• No More Pizza Hut Play Want Bin (PWBE 27 Oct 2025)

    From Kendrick Kerwin Chua@kendrick@nospam.io-nyc to uk.games.video.misc on Mon Oct 27 11:19:02 2025
    From Newsgroup: uk.games.video.misc


    Well, half as many as you had before. I happened to order pizza last
    night here in the States (from one of Pizza Hut's superior competitors)
    and noticed that they raised all their prices as a function of economic strain. I was joking that I could have bought two Playstation 3s for the
    price I paid which honestly turns into another three days of leftovers
    too.

    Play:
    --=--

    Yakuza (PS2) - Starting over from the beginning. I made it to Chapter 4
    in the space of three hours so that I could just wander about in the
    proper sandbox and do all of the wacky side missions. Knowing how to
    level up properly (and understanding the whole of the combat system)
    shows just how little I was paying attention twenty years ago. The
    original PS2 game used the cinematic Resident Evil-style camera for most
    of the street-level map navigation, and I don't think I fully
    appreciated how handcrafted and deliberate all of the NPC placement is.
    The later games after Yakuza 3 made a big deal out of randomising all of
    the people walking about having their normal day in Kamurocho, and while that's perfectly realistic and immersive on its own there's also
    something hyperreal about this first game's deliberate choices.
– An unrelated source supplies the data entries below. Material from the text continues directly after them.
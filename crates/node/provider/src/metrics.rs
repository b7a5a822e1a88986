//! Metrics for the reprovider.

/// Container for reprovider metric identifiers.
#[derive(Debug, Clone)]
pub struct Metrics;

impl Metrics {
    /// Identifier for the counter of completed sweeps.
    pub const SWEEPS_TOTAL: &'static str = "tessera_reprovider_sweeps_total";

    /// Identifier for the counter of sweeps skipped because routing was not ready.
    pub const SWEEPS_SKIPPED_TOTAL: &'static str = "tessera_reprovider_sweeps_skipped_total";

    /// Identifier for the histogram of sweep durations.
    pub const SWEEP_DURATION_SECONDS: &'static str = "tessera_reprovider_sweep_duration_seconds";

    /// Identifier for the gauge of candidates found by the latest sweep.
    pub const SWEEP_CANDIDATES: &'static str = "tessera_reprovider_sweep_candidates";

    /// Identifier for the counter of successful announcements.
    pub const PROVIDE_SUCCESS_TOTAL: &'static str = "tessera_reprovider_provide_success_total";

    /// Identifier for the counter of announcements that failed after every attempt.
    pub const PROVIDE_FAILURE_TOTAL: &'static str = "tessera_reprovider_provide_failure_total";

    /// Identifier for the counter of announcement retries.
    pub const PROVIDE_RETRIES_TOTAL: &'static str = "tessera_reprovider_provide_retries_total";

    /// Identifier for the counter of queued identifiers found fresh before announcement.
    pub const PROVIDE_SKIPPED_FRESH_TOTAL: &'static str =
        "tessera_reprovider_provide_skipped_fresh_total";

    /// Initializes metrics for the reprovider and the crates it drives.
    ///
    /// This does two things:
    /// * Describes various metrics.
    /// * Initializes metrics to 0 so they can be queried immediately.
    pub fn init() {
        tessera_blockstore::Metrics::init();
        tessera_sorted::Metrics::init();

        #[cfg(feature = "metrics")]
        {
            Self::describe();
            Self::zero();
        }
    }

    /// Describes metrics used in [`tessera_provider`][crate].
    #[cfg(feature = "metrics")]
    fn describe() {
        metrics::describe_counter!(
            Self::SWEEPS_TOTAL,
            metrics::Unit::Count,
            "Reprovide sweeps completed"
        );
        metrics::describe_counter!(
            Self::SWEEPS_SKIPPED_TOTAL,
            metrics::Unit::Count,
            "Reprovide sweeps skipped because content routing was not ready"
        );
        metrics::describe_histogram!(
            Self::SWEEP_DURATION_SECONDS,
            metrics::Unit::Seconds,
            "Duration of a reprovide sweep, from start until its last announcement settled"
        );
        metrics::describe_gauge!(
            Self::SWEEP_CANDIDATES,
            "Identifiers the latest sweep found due for announcement"
        );
        metrics::describe_counter!(
            Self::PROVIDE_SUCCESS_TOTAL,
            metrics::Unit::Count,
            "Provider records announced"
        );
        metrics::describe_counter!(
            Self::PROVIDE_FAILURE_TOTAL,
            metrics::Unit::Count,
            "Provider records that could not be announced"
        );
        metrics::describe_counter!(
            Self::PROVIDE_RETRIES_TOTAL,
            metrics::Unit::Count,
            "Announcement attempts retried after a transient failure"
        );
        metrics::describe_counter!(
            Self::PROVIDE_SKIPPED_FRESH_TOTAL,
            metrics::Unit::Count,
            "Queued identifiers that were already fresh when a worker picked them up"
        );
    }

    /// Initializes metrics to `0` so they can be queried immediately by consumers of prometheus
    /// metrics.
    #[cfg(feature = "metrics")]
    fn zero() {
        metrics::counter!(Self::SWEEPS_TOTAL).absolute(0);
        metrics::counter!(Self::SWEEPS_SKIPPED_TOTAL).absolute(0);
        metrics::gauge!(Self::SWEEP_CANDIDATES).set(0.0);
        metrics::counter!(Self::PROVIDE_SUCCESS_TOTAL).absolute(0);
        metrics::counter!(Self::PROVIDE_FAILURE_TOTAL).absolute(0);
        metrics::counter!(Self::PROVIDE_RETRIES_TOTAL).absolute(0);
        metrics::counter!(Self::PROVIDE_SKIPPED_FRESH_TOTAL).absolute(0);
    }
}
That
    fellow isn't just barfing up his last excessive drink, he's doing it in
    a dark alley where hopefully nobody can see him. Those five students
    gathered in a circle are obviously young people enjoying themselves,
    whereas the three fellas in tracksuits leaning against the wall are
    obviously up to no good. And your view of Kiryu rushing from crisis to
    crisis from high above suggests nothing less than the city-wide
    surveillance system that we'll learn is in place later in the game. It's
    sort of unbelievable how good a time I'm having with this stupid game.

    Want:
    --=--

    More time (RL) - I was supposed to have all of Saturday to myself to
    play Yakuza and many other games, but elder care got in the way. Also I
    made the mistake of getting my RSV vaccine Saturday morning, and the
    side effects are likely to be kicking my arse all week.

    Bin:
    -==-

    Nothing gaming-related.

    -KKC, whose day is only two hours old and has already injured himself.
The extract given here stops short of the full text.